== Work instructions ==
Go through the records and show each line where the word "derive" occurs.

-- Opening Marker --

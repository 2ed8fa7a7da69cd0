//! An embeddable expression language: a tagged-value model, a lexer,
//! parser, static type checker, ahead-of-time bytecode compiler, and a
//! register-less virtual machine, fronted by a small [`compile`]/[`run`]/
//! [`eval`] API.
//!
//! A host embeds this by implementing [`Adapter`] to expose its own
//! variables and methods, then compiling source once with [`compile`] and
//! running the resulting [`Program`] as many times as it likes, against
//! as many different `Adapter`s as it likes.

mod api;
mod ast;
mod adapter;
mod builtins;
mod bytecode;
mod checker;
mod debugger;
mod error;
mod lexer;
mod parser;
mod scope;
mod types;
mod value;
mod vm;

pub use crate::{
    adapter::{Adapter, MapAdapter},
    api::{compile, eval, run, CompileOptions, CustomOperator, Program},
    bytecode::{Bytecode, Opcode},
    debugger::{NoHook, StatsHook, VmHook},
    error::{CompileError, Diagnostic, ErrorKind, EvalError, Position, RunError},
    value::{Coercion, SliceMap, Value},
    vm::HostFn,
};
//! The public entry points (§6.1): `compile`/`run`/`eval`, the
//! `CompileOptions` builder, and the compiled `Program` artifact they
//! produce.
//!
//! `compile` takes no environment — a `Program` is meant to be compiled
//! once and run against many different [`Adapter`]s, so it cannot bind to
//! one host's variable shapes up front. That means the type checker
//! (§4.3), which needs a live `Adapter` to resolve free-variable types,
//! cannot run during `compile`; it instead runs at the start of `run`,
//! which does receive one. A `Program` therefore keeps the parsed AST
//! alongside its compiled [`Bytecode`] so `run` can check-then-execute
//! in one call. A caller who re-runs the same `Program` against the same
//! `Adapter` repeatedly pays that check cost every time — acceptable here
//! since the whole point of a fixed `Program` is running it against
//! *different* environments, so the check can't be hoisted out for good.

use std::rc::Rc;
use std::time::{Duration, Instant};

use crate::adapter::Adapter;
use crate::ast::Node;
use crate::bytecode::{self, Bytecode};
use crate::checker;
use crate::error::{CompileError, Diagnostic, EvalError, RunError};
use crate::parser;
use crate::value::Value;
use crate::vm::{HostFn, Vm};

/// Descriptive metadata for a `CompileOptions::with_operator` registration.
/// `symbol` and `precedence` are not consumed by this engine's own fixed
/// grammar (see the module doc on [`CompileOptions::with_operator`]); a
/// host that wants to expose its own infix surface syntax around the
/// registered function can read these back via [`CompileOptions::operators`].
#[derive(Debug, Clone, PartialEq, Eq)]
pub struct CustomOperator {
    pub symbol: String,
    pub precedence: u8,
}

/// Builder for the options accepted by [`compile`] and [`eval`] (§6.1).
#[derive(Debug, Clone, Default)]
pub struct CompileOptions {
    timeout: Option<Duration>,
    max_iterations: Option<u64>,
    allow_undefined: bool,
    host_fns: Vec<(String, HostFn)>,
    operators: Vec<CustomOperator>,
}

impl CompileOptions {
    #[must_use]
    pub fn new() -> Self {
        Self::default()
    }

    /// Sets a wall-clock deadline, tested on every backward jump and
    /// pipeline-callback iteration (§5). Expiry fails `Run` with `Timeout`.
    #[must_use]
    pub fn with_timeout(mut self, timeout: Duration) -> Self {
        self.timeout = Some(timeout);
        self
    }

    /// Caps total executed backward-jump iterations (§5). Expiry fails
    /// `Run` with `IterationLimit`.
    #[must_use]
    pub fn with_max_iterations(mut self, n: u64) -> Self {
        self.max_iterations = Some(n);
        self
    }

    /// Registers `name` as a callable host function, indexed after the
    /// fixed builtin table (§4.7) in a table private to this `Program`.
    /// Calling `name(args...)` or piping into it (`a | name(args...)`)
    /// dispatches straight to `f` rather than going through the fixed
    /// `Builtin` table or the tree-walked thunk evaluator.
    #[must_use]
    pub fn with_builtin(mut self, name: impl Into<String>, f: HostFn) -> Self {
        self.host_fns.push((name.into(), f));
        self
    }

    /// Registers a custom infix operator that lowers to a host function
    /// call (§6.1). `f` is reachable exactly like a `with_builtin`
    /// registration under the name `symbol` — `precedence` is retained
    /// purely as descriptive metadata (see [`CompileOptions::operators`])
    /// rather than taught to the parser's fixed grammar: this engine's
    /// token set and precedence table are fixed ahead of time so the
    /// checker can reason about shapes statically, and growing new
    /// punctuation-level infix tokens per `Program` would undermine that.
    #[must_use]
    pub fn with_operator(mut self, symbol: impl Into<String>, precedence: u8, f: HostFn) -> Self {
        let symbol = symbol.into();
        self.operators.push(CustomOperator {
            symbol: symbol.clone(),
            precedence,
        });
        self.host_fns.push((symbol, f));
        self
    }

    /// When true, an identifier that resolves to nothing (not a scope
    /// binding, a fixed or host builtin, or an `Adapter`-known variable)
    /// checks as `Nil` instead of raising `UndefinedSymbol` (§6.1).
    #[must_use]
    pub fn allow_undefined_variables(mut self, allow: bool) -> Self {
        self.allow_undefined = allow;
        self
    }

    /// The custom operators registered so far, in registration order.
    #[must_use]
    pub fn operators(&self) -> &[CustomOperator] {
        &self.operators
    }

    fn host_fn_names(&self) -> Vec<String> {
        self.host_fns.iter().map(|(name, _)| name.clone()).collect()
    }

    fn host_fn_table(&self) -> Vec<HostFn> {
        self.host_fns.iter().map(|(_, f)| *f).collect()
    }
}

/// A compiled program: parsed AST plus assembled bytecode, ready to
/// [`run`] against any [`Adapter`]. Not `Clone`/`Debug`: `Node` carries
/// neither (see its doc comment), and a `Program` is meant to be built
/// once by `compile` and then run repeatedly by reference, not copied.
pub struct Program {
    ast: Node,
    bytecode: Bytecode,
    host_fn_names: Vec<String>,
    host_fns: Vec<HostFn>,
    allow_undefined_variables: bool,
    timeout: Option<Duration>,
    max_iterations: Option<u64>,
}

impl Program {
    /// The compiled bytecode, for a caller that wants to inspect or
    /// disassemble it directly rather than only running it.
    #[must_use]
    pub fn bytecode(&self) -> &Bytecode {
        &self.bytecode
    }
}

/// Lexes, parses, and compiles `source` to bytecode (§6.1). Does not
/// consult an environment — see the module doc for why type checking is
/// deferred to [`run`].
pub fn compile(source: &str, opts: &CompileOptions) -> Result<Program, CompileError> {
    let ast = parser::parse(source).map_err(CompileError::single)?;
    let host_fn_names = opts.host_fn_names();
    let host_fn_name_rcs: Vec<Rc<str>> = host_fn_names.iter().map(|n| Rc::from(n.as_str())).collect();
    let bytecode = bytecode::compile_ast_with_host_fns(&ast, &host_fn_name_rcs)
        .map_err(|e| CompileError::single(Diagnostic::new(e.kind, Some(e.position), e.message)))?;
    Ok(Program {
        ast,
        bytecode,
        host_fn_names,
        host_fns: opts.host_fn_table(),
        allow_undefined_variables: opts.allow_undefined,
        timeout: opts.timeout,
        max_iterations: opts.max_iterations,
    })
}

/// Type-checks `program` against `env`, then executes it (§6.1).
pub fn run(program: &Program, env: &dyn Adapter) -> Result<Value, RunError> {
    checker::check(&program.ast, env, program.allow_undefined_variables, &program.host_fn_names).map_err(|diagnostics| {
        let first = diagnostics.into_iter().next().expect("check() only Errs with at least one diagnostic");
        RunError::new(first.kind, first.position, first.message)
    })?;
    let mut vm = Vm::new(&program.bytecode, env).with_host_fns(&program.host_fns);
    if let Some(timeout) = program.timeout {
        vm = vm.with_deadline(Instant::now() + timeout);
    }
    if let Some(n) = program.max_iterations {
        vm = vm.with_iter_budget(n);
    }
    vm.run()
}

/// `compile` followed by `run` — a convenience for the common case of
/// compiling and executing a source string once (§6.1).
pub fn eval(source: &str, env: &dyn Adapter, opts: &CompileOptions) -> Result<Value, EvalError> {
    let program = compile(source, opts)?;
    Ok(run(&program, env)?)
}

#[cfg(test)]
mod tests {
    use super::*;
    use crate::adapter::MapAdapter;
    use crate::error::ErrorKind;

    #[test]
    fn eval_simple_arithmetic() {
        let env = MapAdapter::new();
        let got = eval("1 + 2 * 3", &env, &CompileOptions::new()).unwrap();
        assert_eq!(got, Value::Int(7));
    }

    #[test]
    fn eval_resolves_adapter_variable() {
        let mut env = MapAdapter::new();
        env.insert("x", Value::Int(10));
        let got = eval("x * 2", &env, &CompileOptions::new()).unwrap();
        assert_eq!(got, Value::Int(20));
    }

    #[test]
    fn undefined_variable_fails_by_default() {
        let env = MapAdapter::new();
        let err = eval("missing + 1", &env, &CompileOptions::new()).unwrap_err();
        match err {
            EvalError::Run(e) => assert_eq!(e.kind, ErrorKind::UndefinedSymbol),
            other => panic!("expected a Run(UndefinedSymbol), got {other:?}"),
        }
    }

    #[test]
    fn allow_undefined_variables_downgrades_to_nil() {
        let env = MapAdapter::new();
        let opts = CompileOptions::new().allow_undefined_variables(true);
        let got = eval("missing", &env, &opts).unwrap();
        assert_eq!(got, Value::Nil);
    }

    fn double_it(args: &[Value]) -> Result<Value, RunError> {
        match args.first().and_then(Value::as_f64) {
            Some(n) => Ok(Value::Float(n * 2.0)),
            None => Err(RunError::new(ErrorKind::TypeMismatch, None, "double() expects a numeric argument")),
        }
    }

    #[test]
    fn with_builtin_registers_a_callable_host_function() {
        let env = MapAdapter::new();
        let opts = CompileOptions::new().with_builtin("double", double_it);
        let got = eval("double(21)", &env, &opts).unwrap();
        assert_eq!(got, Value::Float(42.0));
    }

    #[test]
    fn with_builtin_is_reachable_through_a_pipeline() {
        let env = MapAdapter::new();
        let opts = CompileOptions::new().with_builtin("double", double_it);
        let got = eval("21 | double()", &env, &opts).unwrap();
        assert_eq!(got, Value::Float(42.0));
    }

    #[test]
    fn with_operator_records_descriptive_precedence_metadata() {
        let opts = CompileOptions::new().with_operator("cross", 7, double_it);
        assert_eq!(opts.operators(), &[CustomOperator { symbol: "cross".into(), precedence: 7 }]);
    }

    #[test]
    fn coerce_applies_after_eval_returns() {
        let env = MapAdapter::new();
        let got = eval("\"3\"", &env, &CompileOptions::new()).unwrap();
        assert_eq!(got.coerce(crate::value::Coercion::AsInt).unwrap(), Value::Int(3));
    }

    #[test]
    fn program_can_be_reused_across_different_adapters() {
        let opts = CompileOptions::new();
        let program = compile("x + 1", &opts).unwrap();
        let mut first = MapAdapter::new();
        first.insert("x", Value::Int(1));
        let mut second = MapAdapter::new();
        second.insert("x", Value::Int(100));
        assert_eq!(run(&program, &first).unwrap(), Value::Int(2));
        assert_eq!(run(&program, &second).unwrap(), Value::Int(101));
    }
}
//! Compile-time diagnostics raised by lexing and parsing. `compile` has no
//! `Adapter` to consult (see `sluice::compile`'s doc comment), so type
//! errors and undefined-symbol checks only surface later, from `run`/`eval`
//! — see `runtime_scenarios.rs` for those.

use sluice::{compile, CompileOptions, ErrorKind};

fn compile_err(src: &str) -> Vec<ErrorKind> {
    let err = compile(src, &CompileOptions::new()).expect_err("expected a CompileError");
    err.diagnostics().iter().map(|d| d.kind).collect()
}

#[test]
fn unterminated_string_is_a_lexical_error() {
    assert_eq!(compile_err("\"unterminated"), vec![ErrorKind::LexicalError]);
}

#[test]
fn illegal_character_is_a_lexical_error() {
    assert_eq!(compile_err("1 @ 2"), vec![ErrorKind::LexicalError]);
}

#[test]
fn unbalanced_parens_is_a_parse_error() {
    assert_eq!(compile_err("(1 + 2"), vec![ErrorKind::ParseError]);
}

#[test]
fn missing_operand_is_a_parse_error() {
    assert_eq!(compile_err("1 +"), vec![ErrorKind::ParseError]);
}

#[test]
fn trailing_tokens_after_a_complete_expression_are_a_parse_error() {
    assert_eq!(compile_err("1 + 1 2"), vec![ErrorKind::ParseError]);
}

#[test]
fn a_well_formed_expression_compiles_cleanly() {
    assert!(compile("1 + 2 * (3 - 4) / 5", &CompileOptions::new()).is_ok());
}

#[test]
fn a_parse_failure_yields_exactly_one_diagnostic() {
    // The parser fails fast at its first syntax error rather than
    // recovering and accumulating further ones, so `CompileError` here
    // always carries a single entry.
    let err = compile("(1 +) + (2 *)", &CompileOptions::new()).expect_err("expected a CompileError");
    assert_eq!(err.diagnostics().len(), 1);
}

-- Closing Marker --

== Solution to this task ==
#[derive(Debug, Clone, PartialEq, Eq)]
#[derive(Debug, Clone, Default)]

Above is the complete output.